## What you need to do
Each record below has to be printed verbatim.

## Input data
-------------------------

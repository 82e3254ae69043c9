//! Tests for decoding backend payloads (requires the `serde` feature)

#![cfg(feature = "serde")]

use journey_analytics::{
    compute_journey_summary, MapViewOptions, ReductionConfig, Sample, Timestamp,
};

#[test]
fn test_decode_mixed_timestamps() {
    let payload = r#"[
        {"latitude": 12.9716, "longitude": 77.5946, "timestamp": "2024-05-01T08:00:00Z", "speed": 0.0},
        {"latitude": 12.9750, "longitude": 77.5990, "speed": 24.0},
        {"latitude": 12.9790, "longitude": 77.6050, "timestamp": 1714551300000}
    ]"#;
    let samples: Vec<Sample> = serde_json::from_str(payload).unwrap();

    assert_eq!(samples.len(), 3);
    assert_eq!(samples[1].timestamp, None);
    assert_eq!(samples[2].speed, None);
    assert_eq!(samples[2].timestamp, Some(Timestamp::EpochMillis(1_714_551_300_000)));

    let summary = compute_journey_summary(&samples);
    assert_eq!(summary.duration_minutes, Some(15.0));
    assert_eq!(summary.stop_count, 1);
}

#[test]
fn test_partial_config_uses_defaults() {
    let config: ReductionConfig = serde_json::from_str(r#"{"max_markers": 12}"#).unwrap();
    assert_eq!(config.max_markers, 12);
    assert_eq!(config.max_path_points, ReductionConfig::default().max_path_points);

    let options: MapViewOptions = serde_json::from_str(r#"{"style": "RideHailing"}"#).unwrap();
    assert!(options.show_waypoints);
}

#[test]
fn test_summary_serializes() {
    let summary = compute_journey_summary(&[Sample::new(0.0, 0.0), Sample::new(0.0, 1.0)]);
    let json = serde_json::to_value(&summary).unwrap();
    assert!(json["total_distance_km"].as_f64().unwrap() > 111.0);
    assert!(json["duration_minutes"].is_null());
}
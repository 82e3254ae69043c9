//! Summarize a fleet's journeys in parallel.
//!
//! Run with: cargo run --example batch_summaries --features parallel

use std::time::Instant;

use journey_analytics::{summarize_journeys, Sample};

fn main() {
    env_logger::init();

    let fleet: Vec<Vec<Sample>> = (0..200)
        .map(|device| {
            let base_lat = 40.0 + device as f64 * 0.01;
            (0..3000)
                .map(|i| {
                    Sample::new(base_lat + i as f64 * 0.0001, -74.0 + (i % 17) as f64 * 0.0001)
                        .with_speed(((i + device) % 90) as f64)
                })
                .collect()
        })
        .collect();

    let start = Instant::now();
    let summaries = summarize_journeys(&fleet);
    let elapsed = start.elapsed();

    let total_km: f64 = summaries.iter().map(|s| s.total_distance_km).sum();
    let stops: usize = summaries.iter().map(|s| s.stop_count).sum();

    println!("Summarized {} journeys in {:?}", summaries.len(), elapsed);
    println!("Fleet distance: {:.1} km, stops: {}", total_km, stops);
}
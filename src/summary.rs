//! Journey statistics.
//!
//! Aggregates an ordered journey into a [`JourneySummary`]: haversine
//! distance, duration between the first and last sample, stop count, and
//! average/max speed. Malformed samples degrade the result instead of
//! failing it; the number of skipped distance segments is reported so the
//! caller can flag the journey.

use log::{debug, warn};

use crate::geo_utils::segment_distance_km;
use crate::Sample;

/// Aggregate metrics for one journey.
///
/// Derived and immutable: recompute from the samples instead of patching it.
#[derive(Debug, Clone, PartialEq)]
#[cfg_attr(feature = "serde", derive(serde::Serialize, serde::Deserialize))]
pub struct JourneySummary {
    /// Sum of haversine distances between consecutive samples, in km
    pub total_distance_km: f64,
    /// Last minus first timestamp in minutes; `None` if either is missing or unparsable
    pub duration_minutes: Option<f64>,
    /// Samples with a reported speed of exactly 0
    pub stop_count: usize,
    /// Mean of all reported speeds (km/h), zeros included
    pub average_speed: f64,
    /// Highest reported speed (km/h), 0 when none reported
    pub max_speed: f64,
    /// Number of samples in the journey
    pub sample_count: usize,
    /// Number of samples that carried a usable speed
    pub speed_sample_count: usize,
    /// Consecutive pairs skipped because a sample had invalid coordinates
    pub skipped_segments: usize,
}

impl JourneySummary {
    /// True when any distance segment had to be skipped.
    pub fn has_data_quality_issues(&self) -> bool {
        self.skipped_segments > 0
    }

    /// Average speed rounded to one decimal, for display.
    pub fn display_average_speed(&self) -> f64 {
        (self.average_speed * 10.0).round() / 10.0
    }
}

/// Compute the summary of a journey.
///
/// # Example
/// ```
/// use journey_analytics::{Sample, compute_journey_summary};
///
/// let journey: Vec<Sample> = (0..5)
///     .map(|i| Sample::new(0.0, i as f64 * 0.01).with_speed(0.0))
///     .collect();
/// let summary = compute_journey_summary(&journey);
/// assert_eq!(summary.stop_count, 5);
/// assert_eq!(summary.average_speed, 0.0);
/// assert_eq!(summary.max_speed, 0.0);
/// ```
pub fn compute_journey_summary(samples: &[Sample]) -> JourneySummary {
    let mut segments: Vec<f64> = Vec::with_capacity(samples.len().saturating_sub(1));
    let mut skipped_segments = 0;
    for w in samples.windows(2) {
        match segment_distance_km(&w[0], &w[1]) {
            Some(d) => segments.push(d),
            None => skipped_segments += 1,
        }
    }
    // Summation order must not depend on travel direction, so a reversed
    // journey yields the same bits.
    segments.sort_by(f64::total_cmp);
    let total_distance_km: f64 = segments.iter().sum();
    if skipped_segments > 0 {
        warn!(
            "Skipped {} of {} segments with invalid coordinates",
            skipped_segments,
            samples.len().saturating_sub(1)
        );
    }

    let mut stop_count = 0;
    let mut speed_sum = 0.0;
    let mut speed_sample_count = 0;
    let mut max_speed: f64 = 0.0;
    for speed in samples.iter().filter_map(Sample::valid_speed) {
        if speed == 0.0 {
            stop_count += 1;
        }
        speed_sum += speed;
        speed_sample_count += 1;
        max_speed = max_speed.max(speed);
    }
    let average_speed = if speed_sample_count > 0 {
        speed_sum / speed_sample_count as f64
    } else {
        0.0
    };

    let summary = JourneySummary {
        total_distance_km,
        duration_minutes: journey_duration_minutes(samples),
        stop_count,
        average_speed,
        max_speed,
        sample_count: samples.len(),
        speed_sample_count,
        skipped_segments,
    };

    debug!(
        "Summarized {} samples: {:.2} km, {:?} min, {} stops",
        summary.sample_count,
        summary.total_distance_km,
        summary.duration_minutes,
        summary.stop_count
    );

    summary
}

/// Minutes between the first and last sample, ignoring everything in between.
fn journey_duration_minutes(samples: &[Sample]) -> Option<f64> {
    let (first, last) = (samples.first()?, samples.last()?);
    let start = first.time();
    let end = last.time();

    match (start, end) {
        (Some(start), Some(end)) => {
            let millis = (end - start).num_milliseconds();
            Some(millis as f64 / 60_000.0)
        }
        _ => {
            if (first.timestamp.is_some() && start.is_none())
                || (last.timestamp.is_some() && end.is_none())
            {
                warn!("Journey endpoint timestamp could not be parsed; duration unavailable");
            }
            None
        }
    }
}

/// Summarize many journeys at once.
///
/// Output order matches input order. With the `parallel` feature the work
/// is spread over the rayon thread pool.
pub fn summarize_journeys(journeys: &[Vec<Sample>]) -> Vec<JourneySummary> {
    #[cfg(feature = "parallel")]
    {
        use rayon::prelude::*;
        journeys
            .par_iter()
            .map(|j| compute_journey_summary(j))
            .collect()
    }

    #[cfg(not(feature = "parallel"))]
    {
        journeys.iter().map(|j| compute_journey_summary(j)).collect()
    }
}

-------------------------

## Answer to this task
repository 82e3254ae69043c9
//! Tests for decoding backend payloads (requires the `serde` feature)

#![cfg(feature = "serde")]

use journey_analytics::{
    compute_journey_summary, MapViewOptions, ReductionConfig, Sample, Timestamp,
};

#[test]
fn test_decode_mixed_timestamps() {
    let payload = r#"[
        {"latitude": 12.9716, "longitude": 77.5946, "timestamp": "2024-05-01T08:00:00Z", "speed": 0.0},
        {"latitude": 12.9750, "longitude": 77.5990, "speed": 24.0},
        {"latitude": 12.9790, "longitude": 77.6050, "timestamp": 1714551300000}
    ]"#;
    let samples: Vec<Sample> = serde_json::from_str(payload).unwrap();

    assert_eq!(samples.len(), 3);
    assert_eq!(samples[1].timestamp, None);
    assert_eq!(samples[2].speed, None);
    assert_eq!(samples[2].timestamp, Some(Timestamp::EpochMillis(1_714_551_300_000)));

    let summary = compute_journey_summary(&samples);
    assert_eq!(summary.duration_minutes, Some(15.0));
    assert_eq!(summary.stop_count, 1);
}

#[test]
fn test_partial_config_uses_defaults() {
    let config: ReductionConfig = serde_json::from_str(r#"{"max_markers": 12}"#).unwrap();
    assert_eq!(config.max_markers, 12);
    assert_eq!(config.max_path_points, ReductionConfig::default().max_path_points);

    let options: MapViewOptions = serde_json::from_str(r#"{"style": "RideHailing"}"#).unwrap();
    assert!(options.show_waypoints);
}

#[test]
fn test_summary_serializes() {
    let summary = compute_journey_summary(&[Sample::new(0.0, 0.0), Sample::new(0.0, 1.0)]);
    let json = serde_json::to_value(&summary).unwrap();
    assert!(json["total_distance_km"].as_f64().unwrap() > 111.0);
    assert!(json["duration_minutes"].is_null());
}
repository 82e3254ae69043c9
//! Summarize a fleet's journeys in parallel.
//!
//! Run with: cargo run --example batch_summaries --features parallel

use std::time::Instant;

use journey_analytics::{summarize_journeys, Sample};

fn main() {
    env_logger::init();

    let fleet: Vec<Vec<Sample>> = (0..200)
        .map(|device| {
            let base_lat = 40.0 + device as f64 * 0.01;
            (0..3000)
                .map(|i| {
                    Sample::new(base_lat + i as f64 * 0.0001, -74.0 + (i % 17) as f64 * 0.0001)
                        .with_speed(((i + device) % 90) as f64)
                })
                .collect()
        })
        .collect();

    let start = Instant::now();
    let summaries = summarize_journeys(&fleet);
    let elapsed = start.elapsed();

    let total_km: f64 = summaries.iter().map(|s| s.total_distance_km).sum();
    let stops: usize = summaries.iter().map(|s| s.stop_count).sum();

    println!("Summarized {} journeys in {:?}", summaries.len(), elapsed);
    println!("Fleet distance: {:.1} km, stops: {}", total_km, stops);
}
filename src/summary.rs
//! Journey statistics.
//!
//! Aggregates an ordered journey into a [`JourneySummary`]: haversine
//! distance, duration between the first and last sample, stop count, and
//! average/max speed. Malformed samples degrade the result instead of
//! failing it; the number of skipped distance segments is reported so the
//! caller can flag the journey.

use log::{debug, warn};

use crate::geo_utils::segment_distance_km;
use crate::Sample;

/// Aggregate metrics for one journey.
///
/// Derived and immutable: recompute from the samples instead of patching it.
#[derive(Debug, Clone, PartialEq)]
#[cfg_attr(feature = "serde", derive(serde::Serialize, serde::Deserialize))]
pub struct JourneySummary {
    /// Sum of haversine distances between consecutive samples, in km
    pub total_distance_km: f64,
    /// Last minus first timestamp in minutes; `None` if either is missing or unparsable
    pub duration_minutes: Option<f64>,
    /// Samples with a reported speed of exactly 0
    pub stop_count: usize,
    /// Mean of all reported speeds (km/h), zeros included
    pub average_speed: f64,
    /// Highest reported speed (km/h), 0 when none reported
    pub max_speed: f64,
    /// Number of samples in the journey
    pub sample_count: usize,
    /// Number of samples that carried a usable speed
    pub speed_sample_count: usize,
    /// Consecutive pairs skipped because a sample had invalid coordinates
    pub skipped_segments: usize,
}

impl JourneySummary {
    /// True when any distance segment had to be skipped.
    pub fn has_data_quality_issues(&self) -> bool {
        self.skipped_segments > 0
    }

    /// Average speed rounded to one decimal, for display.
    pub fn display_average_speed(&self) -> f64 {
        (self.average_speed * 10.0).round() / 10.0
    }
}

/// Compute the summary of a journey.
///
/// # Example
/// ```
/// use journey_analytics::{Sample, compute_journey_summary};
///
/// let journey: Vec<Sample> = (0..5)
///     .map(|i| Sample::new(0.0, i as f64 * 0.01).with_speed(0.0))
///     .collect();
/// let summary = compute_journey_summary(&journey);
/// assert_eq!(summary.stop_count, 5);
/// assert_eq!(summary.average_speed, 0.0);
/// assert_eq!(summary.max_speed, 0.0);
/// ```
pub fn compute_journey_summary(samples: &[Sample]) -> JourneySummary {
    let mut segments: Vec<f64> = Vec::with_capacity(samples.len().saturating_sub(1));
    let mut skipped_segments = 0;
    for w in samples.windows(2) {
        match segment_distance_km(&w[0], &w[1]) {
            Some(d) => segments.push(d),
            None => skipped_segments += 1,
        }
    }
    // Summation order must not depend on travel direction, so a reversed
    // journey yields the same bits.
    segments.sort_by(f64::total_cmp);
    let total_distance_km: f64 = segments.iter().sum();
    if skipped_segments > 0 {
        warn!(
            "Skipped {} of {} segments with invalid coordinates",
            skipped_segments,
            samples.len().saturating_sub(1)
        );
    }

    let mut stop_count = 0;
    let mut speed_sum = 0.0;
    let mut speed_sample_count = 0;
    let mut max_speed: f64 = 0.0;
    for speed in samples.iter().filter_map(Sample::valid_speed) {
        if speed == 0.0 {
            stop_count += 1;
        }
        speed_sum += speed;
        speed_sample_count += 1;
        max_speed = max_speed.max(speed);
    }
    let average_speed = if speed_sample_count > 0 {
        speed_sum / speed_sample_count as f64
    } else {
        0.0
    };

    let summary = JourneySummary {
        total_distance_km,
        duration_minutes: journey_duration_minutes(samples),
        stop_count,
        average_speed,
        max_speed,
        sample_count: samples.len(),
        speed_sample_count,
        skipped_segments,
    };

    debug!(
        "Summarized {} samples: {:.2} km, {:?} min, {} stops",
        summary.sample_count,
        summary.total_distance_km,
        summary.duration_minutes,
        summary.stop_count
    );

    summary
}

/// Minutes between the first and last sample, ignoring everything in between.
fn journey_duration_minutes(samples: &[Sample]) -> Option<f64> {
    let (first, last) = (samples.first()?, samples.last()?);
    let start = first.time();
    let end = last.time();

    match (start, end) {
        (Some(start), Some(end)) => {
            let millis = (end - start).num_milliseconds();
            Some(millis as f64 / 60_000.0)
        }
        _ => {
            if (first.timestamp.is_some() && start.is_none())
                || (last.timestamp.is_some() && end.is_none())
            {
                warn!("Journey endpoint timestamp could not be parsed; duration unavailable");
            }
            None
        }
    }
}

/// Summarize many journeys at once.
///
/// Output order matches input order. With the `parallel` feature the work
/// is spread over the rayon thread pool.
pub fn summarize_journeys(journeys: &[Vec<Sample>]) -> Vec<JourneySummary> {
    #[cfg(feature = "parallel")]
    {
        use rayon::prelude::*;
        journeys
            .par_iter()
            .map(|j| compute_journey_summary(j))
            .collect()
    }

    #[cfg(not(feature = "parallel"))]
    {
        journeys.iter().map(|j| compute_journey_summary(j)).collect()
    }
}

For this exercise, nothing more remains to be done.